PROVIDED RECORDS:
==*==

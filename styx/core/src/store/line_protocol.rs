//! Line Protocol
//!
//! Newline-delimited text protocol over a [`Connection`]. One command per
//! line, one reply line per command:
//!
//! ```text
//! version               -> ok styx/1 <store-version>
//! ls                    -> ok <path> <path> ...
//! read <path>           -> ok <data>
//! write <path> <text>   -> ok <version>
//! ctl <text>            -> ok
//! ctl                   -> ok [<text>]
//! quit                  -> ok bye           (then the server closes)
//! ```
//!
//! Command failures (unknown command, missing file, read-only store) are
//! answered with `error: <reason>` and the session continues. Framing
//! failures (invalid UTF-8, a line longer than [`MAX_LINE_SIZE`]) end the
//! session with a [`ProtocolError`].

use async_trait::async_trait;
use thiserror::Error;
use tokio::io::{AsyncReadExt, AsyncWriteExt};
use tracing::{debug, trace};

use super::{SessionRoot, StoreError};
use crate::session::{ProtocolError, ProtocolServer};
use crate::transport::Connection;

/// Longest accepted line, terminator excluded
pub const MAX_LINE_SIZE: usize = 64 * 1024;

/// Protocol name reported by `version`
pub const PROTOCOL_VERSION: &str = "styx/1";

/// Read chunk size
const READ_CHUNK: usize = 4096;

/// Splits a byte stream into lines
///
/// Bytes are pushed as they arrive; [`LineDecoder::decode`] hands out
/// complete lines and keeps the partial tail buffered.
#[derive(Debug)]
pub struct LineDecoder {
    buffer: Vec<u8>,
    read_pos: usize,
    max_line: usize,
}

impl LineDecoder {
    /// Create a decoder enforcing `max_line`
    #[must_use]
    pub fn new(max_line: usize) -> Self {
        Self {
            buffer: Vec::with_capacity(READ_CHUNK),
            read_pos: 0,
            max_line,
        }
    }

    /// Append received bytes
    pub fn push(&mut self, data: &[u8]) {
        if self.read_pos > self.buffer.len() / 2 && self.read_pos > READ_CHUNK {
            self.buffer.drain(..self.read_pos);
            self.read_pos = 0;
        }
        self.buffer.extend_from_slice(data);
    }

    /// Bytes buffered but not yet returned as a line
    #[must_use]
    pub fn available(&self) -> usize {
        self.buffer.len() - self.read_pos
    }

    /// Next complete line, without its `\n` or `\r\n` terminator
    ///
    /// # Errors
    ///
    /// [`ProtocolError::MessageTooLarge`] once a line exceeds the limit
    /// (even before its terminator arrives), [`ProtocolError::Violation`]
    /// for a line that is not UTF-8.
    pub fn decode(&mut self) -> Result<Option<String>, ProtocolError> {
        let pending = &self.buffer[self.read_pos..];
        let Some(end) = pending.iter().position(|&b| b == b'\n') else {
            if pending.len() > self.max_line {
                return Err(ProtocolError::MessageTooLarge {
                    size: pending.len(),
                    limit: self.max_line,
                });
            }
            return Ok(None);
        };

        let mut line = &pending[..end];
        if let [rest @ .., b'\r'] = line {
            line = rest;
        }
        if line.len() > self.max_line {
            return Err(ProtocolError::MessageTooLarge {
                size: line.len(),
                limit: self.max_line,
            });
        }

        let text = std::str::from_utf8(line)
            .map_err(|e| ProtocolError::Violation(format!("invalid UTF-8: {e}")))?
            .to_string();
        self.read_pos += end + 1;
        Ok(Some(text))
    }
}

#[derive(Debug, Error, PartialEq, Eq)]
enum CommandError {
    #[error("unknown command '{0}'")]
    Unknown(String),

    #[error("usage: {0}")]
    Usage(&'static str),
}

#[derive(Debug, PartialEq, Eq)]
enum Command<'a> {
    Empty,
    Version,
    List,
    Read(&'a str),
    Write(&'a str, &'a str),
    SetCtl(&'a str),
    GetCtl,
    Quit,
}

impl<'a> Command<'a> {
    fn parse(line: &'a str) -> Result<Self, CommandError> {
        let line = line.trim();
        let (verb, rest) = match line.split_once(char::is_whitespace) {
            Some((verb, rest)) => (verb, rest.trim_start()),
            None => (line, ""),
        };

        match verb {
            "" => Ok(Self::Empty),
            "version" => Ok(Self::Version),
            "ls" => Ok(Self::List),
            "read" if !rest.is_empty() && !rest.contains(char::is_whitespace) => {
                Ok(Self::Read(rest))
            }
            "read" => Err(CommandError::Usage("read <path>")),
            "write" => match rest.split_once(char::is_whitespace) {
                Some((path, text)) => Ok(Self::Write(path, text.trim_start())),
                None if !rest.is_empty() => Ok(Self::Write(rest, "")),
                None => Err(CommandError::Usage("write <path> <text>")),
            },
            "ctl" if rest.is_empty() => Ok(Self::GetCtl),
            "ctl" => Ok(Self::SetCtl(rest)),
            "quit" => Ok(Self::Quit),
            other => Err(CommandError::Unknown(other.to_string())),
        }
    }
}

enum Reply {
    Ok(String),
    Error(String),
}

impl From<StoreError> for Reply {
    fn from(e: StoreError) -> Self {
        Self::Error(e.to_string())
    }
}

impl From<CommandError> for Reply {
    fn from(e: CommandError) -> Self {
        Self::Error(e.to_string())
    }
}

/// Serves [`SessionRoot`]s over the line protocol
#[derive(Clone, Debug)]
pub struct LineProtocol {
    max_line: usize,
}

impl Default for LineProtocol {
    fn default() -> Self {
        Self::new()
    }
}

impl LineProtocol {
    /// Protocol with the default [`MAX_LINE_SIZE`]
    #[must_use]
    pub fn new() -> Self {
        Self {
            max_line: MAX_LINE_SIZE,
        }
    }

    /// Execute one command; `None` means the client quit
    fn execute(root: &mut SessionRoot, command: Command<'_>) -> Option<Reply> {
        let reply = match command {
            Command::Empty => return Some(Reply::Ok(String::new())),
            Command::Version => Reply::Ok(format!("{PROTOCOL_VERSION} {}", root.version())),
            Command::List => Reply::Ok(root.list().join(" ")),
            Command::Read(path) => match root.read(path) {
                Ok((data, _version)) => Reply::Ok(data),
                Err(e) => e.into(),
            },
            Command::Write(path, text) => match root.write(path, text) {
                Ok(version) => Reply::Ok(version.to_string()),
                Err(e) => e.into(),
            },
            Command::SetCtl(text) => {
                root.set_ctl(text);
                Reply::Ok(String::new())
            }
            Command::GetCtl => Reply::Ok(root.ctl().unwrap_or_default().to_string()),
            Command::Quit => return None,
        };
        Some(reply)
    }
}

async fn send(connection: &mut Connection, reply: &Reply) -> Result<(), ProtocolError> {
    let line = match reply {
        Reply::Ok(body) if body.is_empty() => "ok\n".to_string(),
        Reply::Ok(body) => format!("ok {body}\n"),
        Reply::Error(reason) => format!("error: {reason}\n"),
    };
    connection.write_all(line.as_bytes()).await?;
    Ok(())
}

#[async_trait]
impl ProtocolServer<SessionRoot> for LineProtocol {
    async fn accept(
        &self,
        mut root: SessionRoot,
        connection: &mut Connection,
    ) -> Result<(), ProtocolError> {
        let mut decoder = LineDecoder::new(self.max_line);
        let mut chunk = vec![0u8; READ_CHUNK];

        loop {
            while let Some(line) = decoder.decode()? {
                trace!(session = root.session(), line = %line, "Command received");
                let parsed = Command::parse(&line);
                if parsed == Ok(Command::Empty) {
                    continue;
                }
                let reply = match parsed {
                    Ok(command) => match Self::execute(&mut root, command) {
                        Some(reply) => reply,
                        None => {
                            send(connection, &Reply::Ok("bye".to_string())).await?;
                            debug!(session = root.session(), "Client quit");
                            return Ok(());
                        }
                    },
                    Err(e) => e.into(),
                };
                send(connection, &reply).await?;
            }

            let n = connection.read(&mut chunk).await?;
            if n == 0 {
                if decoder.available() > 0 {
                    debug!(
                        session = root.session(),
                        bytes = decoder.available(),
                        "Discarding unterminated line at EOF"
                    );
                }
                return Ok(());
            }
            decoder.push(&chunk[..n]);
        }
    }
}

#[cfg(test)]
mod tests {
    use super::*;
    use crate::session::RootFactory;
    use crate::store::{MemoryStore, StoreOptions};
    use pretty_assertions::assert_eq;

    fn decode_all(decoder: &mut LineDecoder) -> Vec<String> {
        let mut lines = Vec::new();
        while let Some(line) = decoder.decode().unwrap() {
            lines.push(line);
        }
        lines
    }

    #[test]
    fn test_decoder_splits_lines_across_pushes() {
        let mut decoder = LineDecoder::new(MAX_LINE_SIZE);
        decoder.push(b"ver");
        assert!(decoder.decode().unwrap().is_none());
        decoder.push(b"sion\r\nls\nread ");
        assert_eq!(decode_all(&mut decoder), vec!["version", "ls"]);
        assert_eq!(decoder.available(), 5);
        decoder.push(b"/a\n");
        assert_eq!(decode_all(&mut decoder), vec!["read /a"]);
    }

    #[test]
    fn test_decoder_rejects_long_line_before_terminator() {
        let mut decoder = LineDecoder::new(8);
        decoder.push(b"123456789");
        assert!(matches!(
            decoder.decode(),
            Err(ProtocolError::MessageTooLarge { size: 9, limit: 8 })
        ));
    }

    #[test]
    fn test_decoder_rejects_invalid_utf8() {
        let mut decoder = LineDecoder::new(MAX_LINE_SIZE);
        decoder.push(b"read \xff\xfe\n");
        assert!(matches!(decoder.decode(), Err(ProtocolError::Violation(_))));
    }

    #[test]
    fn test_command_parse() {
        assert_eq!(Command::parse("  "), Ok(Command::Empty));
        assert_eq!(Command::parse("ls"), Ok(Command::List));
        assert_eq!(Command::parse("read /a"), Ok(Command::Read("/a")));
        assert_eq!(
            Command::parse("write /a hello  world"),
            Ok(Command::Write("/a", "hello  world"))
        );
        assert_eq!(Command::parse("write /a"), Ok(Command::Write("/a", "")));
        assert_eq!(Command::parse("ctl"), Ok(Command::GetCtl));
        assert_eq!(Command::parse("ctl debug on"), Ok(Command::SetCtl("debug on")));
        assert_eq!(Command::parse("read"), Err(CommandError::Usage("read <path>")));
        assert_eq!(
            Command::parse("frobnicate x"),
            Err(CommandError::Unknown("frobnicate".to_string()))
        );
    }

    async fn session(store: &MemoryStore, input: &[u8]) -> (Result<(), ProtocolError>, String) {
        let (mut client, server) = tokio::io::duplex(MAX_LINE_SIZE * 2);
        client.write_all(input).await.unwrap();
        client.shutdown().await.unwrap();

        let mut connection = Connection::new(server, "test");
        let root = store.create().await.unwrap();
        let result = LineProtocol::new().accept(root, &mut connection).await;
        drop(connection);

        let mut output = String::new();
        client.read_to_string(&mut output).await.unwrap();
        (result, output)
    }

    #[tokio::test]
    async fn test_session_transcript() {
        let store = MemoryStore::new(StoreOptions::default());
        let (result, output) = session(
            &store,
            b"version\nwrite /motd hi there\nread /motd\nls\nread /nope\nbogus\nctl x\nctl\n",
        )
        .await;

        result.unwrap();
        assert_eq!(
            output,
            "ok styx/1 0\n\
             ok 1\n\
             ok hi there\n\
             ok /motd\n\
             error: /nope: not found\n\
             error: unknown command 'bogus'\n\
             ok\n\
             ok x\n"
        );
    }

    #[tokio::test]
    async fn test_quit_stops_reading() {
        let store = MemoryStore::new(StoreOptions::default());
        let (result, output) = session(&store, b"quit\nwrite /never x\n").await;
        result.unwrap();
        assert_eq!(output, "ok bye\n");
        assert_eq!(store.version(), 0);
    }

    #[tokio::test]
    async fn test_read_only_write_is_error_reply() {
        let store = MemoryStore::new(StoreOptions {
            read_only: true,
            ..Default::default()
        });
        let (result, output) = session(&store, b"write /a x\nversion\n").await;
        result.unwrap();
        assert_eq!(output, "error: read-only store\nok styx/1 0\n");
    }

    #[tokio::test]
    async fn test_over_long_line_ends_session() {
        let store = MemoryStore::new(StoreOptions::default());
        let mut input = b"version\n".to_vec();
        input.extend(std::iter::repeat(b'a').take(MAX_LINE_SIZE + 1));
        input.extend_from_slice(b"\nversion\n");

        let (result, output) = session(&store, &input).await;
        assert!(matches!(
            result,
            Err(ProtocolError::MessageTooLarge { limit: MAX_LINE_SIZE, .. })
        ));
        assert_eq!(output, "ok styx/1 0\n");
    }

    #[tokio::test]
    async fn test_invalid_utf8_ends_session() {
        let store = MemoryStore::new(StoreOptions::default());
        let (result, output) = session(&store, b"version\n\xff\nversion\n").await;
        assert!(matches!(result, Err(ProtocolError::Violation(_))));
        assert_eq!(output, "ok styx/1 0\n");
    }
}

==*==

WORK TO BE COMPLETED: Show a copy of each line from the records above in which the string "nread" occurs.

COMPLETED EXERCISE:
        decoder.push(b"sion\r\nls\nread ");
            b"version\nwrite /motd hi there\nread /motd\nls\nread /nope\nbogus\nctl x\nctl\n",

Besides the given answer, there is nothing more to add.